Information shown >>
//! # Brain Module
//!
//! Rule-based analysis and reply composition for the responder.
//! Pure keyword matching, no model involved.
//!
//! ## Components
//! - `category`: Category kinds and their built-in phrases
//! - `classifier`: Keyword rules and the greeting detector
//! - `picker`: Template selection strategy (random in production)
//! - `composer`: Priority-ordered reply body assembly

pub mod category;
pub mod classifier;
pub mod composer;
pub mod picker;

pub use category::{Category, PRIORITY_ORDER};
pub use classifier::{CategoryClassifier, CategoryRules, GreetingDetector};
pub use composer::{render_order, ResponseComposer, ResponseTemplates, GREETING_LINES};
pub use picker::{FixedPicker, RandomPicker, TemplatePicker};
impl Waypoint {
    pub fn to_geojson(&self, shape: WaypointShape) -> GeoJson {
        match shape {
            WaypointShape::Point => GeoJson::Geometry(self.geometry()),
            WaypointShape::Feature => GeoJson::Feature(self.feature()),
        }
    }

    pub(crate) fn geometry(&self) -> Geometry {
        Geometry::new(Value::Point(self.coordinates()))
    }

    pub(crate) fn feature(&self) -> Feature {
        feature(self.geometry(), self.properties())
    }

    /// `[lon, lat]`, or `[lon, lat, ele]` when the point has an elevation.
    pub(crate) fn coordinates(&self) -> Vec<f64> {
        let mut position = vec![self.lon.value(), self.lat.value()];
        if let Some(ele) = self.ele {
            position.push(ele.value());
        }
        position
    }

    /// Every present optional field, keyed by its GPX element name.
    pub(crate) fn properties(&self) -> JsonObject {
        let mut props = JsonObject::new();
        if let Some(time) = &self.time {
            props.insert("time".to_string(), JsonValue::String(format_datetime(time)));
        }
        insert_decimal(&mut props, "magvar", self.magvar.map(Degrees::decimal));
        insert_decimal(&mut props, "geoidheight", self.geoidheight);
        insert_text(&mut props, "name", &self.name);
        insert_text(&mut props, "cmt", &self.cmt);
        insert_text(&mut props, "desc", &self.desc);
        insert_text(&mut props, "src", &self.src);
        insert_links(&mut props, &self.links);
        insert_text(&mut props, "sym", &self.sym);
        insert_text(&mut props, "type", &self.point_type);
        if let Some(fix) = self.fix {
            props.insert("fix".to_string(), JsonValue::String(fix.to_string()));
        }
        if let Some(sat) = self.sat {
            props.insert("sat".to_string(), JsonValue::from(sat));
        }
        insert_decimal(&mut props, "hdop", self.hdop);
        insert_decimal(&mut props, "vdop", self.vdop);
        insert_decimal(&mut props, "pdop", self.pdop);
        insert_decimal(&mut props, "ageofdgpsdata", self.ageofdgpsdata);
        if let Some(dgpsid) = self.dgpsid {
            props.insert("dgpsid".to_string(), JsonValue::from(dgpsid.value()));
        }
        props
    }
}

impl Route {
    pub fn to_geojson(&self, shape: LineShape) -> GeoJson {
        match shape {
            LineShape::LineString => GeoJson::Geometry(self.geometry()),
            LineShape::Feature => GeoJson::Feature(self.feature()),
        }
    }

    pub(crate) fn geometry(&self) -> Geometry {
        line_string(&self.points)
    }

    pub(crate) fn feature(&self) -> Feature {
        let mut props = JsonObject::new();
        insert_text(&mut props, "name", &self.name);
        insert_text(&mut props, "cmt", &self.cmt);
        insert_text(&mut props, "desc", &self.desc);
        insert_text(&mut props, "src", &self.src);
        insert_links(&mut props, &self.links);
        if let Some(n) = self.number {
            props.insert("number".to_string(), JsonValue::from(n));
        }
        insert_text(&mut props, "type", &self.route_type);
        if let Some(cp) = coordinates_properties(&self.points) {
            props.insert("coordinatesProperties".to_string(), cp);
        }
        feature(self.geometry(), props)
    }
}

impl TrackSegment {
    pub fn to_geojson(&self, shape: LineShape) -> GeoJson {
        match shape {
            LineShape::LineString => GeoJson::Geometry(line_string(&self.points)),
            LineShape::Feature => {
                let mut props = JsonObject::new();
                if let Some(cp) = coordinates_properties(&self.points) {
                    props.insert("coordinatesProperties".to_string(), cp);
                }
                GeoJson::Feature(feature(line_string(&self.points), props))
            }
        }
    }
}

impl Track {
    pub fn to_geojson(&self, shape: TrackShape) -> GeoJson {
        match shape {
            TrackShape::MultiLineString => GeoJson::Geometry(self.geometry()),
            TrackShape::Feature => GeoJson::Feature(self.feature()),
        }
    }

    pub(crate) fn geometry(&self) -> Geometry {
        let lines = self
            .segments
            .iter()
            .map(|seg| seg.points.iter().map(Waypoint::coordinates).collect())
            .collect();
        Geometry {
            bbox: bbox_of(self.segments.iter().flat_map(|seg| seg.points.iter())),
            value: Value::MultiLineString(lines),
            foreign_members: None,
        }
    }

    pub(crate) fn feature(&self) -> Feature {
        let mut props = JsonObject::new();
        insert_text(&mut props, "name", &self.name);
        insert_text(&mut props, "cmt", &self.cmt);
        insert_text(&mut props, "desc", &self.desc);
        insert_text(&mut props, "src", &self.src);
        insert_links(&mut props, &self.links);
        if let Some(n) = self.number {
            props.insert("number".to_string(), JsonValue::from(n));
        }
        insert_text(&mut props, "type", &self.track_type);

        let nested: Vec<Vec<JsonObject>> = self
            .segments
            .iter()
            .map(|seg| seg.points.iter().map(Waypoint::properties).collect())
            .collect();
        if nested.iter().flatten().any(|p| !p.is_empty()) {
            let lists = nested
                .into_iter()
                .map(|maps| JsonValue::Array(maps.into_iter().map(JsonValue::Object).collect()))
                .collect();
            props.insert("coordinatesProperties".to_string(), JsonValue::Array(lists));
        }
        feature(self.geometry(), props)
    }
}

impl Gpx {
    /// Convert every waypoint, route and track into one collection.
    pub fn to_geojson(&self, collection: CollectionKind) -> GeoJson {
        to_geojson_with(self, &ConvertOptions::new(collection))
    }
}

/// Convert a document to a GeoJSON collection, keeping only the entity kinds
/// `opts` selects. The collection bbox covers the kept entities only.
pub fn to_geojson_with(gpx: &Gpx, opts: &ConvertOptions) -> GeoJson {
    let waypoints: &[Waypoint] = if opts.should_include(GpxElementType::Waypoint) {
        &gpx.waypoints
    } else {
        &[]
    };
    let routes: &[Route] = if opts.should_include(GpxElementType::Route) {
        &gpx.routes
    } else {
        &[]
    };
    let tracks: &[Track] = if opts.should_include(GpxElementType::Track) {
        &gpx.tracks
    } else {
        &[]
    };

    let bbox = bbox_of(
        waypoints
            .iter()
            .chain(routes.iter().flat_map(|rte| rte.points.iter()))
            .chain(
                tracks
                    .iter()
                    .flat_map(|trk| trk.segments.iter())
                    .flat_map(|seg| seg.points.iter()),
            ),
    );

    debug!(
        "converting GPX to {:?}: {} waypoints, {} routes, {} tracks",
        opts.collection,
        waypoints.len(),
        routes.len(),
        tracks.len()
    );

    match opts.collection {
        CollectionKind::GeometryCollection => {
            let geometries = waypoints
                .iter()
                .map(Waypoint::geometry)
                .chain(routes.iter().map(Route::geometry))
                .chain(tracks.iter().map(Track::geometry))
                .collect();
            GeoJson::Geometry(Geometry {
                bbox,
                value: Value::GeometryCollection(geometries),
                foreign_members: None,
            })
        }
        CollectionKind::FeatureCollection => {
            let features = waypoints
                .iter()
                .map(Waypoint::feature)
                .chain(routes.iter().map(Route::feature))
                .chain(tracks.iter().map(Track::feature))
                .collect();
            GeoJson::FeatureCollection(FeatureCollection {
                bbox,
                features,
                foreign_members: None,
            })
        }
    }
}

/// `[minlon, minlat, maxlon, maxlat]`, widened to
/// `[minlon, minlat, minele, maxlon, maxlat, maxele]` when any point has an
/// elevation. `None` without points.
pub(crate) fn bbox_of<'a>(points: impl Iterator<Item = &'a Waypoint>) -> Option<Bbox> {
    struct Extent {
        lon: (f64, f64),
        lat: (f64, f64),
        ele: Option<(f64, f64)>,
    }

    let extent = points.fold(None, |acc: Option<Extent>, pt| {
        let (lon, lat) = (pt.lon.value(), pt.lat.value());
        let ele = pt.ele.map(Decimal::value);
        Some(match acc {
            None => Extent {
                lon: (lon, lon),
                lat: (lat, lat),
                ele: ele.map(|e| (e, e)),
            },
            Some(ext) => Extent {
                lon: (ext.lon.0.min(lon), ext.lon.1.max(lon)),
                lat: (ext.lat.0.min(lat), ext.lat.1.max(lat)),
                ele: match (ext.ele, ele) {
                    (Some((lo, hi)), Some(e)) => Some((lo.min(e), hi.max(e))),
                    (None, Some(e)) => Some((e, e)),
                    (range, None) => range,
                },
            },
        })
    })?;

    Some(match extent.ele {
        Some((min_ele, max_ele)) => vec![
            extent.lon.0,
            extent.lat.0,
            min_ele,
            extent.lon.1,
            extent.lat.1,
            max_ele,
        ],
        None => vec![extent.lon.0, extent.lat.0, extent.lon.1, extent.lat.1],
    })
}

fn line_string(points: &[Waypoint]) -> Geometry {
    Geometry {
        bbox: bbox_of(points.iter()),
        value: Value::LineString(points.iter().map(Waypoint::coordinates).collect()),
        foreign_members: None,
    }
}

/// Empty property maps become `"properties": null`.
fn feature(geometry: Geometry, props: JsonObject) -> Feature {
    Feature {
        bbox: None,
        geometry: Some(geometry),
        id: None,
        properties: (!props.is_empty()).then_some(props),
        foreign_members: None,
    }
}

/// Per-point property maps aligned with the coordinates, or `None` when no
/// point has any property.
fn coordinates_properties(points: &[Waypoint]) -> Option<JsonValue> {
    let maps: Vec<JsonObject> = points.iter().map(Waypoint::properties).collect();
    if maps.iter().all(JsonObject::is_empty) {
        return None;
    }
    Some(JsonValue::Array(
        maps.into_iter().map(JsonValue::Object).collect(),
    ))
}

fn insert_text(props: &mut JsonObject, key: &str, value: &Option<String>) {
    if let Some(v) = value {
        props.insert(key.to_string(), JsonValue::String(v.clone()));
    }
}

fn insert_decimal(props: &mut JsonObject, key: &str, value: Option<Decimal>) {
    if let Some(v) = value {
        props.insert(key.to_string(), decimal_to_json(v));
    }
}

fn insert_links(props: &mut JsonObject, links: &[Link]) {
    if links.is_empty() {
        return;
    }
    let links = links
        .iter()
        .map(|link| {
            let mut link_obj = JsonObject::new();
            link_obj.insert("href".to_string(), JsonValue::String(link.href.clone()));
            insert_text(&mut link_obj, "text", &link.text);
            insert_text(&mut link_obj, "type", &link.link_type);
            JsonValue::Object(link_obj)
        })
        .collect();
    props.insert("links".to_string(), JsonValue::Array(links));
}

About this exercise >> Go through the entries above and copy each line with "GeometryCollection" in it.

Answer below >>
        CollectionKind::GeometryCollection => {
                value: Value::GeometryCollection(geometries),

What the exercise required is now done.